Your task is to copy the lines of the data below from the line holding "pub fn into_inner(self)" through the line holding "Open the SQLite-backed", inclusive, exactly and with nothing added.
┄┄┄┄┄┄┄┄┄┄
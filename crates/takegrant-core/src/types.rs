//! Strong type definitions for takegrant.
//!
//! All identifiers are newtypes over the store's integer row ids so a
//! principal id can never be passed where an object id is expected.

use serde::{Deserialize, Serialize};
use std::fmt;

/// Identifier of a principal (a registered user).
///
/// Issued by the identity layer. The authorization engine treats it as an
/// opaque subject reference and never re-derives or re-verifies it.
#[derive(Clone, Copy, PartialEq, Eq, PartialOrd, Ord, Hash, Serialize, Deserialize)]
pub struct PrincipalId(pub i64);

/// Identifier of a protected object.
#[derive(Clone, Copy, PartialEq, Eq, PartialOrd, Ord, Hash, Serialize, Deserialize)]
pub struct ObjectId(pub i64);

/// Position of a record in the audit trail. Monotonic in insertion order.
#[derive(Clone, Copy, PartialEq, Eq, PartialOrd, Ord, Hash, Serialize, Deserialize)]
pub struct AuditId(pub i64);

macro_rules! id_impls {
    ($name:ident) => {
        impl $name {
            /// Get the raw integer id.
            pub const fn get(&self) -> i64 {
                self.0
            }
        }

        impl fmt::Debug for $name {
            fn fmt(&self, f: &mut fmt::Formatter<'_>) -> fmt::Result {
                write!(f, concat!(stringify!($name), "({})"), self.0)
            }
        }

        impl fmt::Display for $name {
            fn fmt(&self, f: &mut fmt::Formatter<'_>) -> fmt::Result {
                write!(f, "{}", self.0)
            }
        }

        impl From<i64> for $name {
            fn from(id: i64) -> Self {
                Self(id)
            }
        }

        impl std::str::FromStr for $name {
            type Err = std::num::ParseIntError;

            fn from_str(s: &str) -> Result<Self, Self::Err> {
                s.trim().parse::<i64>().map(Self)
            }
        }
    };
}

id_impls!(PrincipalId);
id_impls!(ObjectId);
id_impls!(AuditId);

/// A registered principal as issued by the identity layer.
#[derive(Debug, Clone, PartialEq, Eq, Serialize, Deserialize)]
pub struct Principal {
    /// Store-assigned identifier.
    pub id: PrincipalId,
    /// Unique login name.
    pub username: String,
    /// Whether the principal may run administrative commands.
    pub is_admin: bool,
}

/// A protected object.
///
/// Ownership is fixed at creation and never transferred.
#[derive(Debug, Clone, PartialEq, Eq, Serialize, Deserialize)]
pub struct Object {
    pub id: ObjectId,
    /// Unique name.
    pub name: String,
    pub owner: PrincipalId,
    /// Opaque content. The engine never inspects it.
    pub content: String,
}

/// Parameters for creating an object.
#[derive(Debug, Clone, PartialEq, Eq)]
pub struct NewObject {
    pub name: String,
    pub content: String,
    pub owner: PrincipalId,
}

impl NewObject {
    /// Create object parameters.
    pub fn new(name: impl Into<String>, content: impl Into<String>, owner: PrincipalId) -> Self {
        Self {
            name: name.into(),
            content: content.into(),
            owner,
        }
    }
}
┄┄┄┄┄┄┄┄┄┄
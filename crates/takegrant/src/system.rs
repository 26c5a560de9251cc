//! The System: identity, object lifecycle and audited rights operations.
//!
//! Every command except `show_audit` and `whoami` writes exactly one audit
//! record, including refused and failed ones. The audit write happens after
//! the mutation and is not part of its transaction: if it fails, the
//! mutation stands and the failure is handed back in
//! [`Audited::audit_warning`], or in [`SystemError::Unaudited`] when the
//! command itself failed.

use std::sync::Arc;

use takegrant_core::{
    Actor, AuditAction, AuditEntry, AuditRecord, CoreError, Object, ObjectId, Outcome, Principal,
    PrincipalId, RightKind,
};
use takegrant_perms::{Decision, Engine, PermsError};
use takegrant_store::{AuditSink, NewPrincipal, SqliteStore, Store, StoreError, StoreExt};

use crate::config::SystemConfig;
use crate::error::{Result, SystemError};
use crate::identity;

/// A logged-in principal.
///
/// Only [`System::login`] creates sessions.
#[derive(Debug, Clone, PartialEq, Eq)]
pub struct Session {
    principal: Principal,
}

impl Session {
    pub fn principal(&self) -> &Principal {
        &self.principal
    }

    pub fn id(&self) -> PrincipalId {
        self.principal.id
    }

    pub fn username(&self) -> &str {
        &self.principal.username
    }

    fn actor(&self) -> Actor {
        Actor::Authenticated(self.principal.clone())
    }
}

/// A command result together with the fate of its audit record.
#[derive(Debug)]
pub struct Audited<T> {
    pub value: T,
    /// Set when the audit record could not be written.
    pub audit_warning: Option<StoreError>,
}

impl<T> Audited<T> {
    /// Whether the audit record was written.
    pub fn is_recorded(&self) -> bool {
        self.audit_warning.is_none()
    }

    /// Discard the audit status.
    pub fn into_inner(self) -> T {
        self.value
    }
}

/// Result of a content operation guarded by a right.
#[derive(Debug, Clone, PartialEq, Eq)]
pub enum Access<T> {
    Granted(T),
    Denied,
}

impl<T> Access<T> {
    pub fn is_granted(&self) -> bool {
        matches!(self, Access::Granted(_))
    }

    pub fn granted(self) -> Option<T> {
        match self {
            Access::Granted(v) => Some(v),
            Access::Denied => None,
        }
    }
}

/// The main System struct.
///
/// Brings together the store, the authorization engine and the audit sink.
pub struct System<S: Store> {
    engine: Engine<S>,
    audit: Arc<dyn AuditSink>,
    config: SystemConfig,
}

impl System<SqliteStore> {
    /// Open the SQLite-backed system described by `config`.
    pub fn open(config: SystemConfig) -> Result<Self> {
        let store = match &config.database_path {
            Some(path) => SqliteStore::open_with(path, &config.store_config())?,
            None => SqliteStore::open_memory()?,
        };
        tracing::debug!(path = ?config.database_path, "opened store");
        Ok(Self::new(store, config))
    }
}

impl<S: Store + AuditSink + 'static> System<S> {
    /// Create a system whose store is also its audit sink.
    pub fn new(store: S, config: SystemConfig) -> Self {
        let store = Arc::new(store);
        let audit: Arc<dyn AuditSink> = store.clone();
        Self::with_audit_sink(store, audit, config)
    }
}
┄┄┄┄┄┄┄┄┄┄
- ANSWER FOR THIS EXERCISE -
    pub fn into_inner(self) -> T {
        self.value
    }
}

/// Result of a content operation guarded by a right.
#[derive(Debug, Clone, PartialEq, Eq)]
pub enum Access<T> {
    Granted(T),
    Denied,
}

impl<T> Access<T> {
    pub fn is_granted(&self) -> bool {
        matches!(self, Access::Granted(_))
    }

    pub fn granted(self) -> Option<T> {
        match self {
            Access::Granted(v) => Some(v),
            Access::Denied => None,
        }
    }
}

/// The main System struct.
///
/// Brings together the store, the authorization engine and the audit sink.
pub struct System<S: Store> {
    engine: Engine<S>,
    audit: Arc<dyn AuditSink>,
    config: SystemConfig,
}

impl System<SqliteStore> {
    /// Open the SQLite-backed system described by `config`.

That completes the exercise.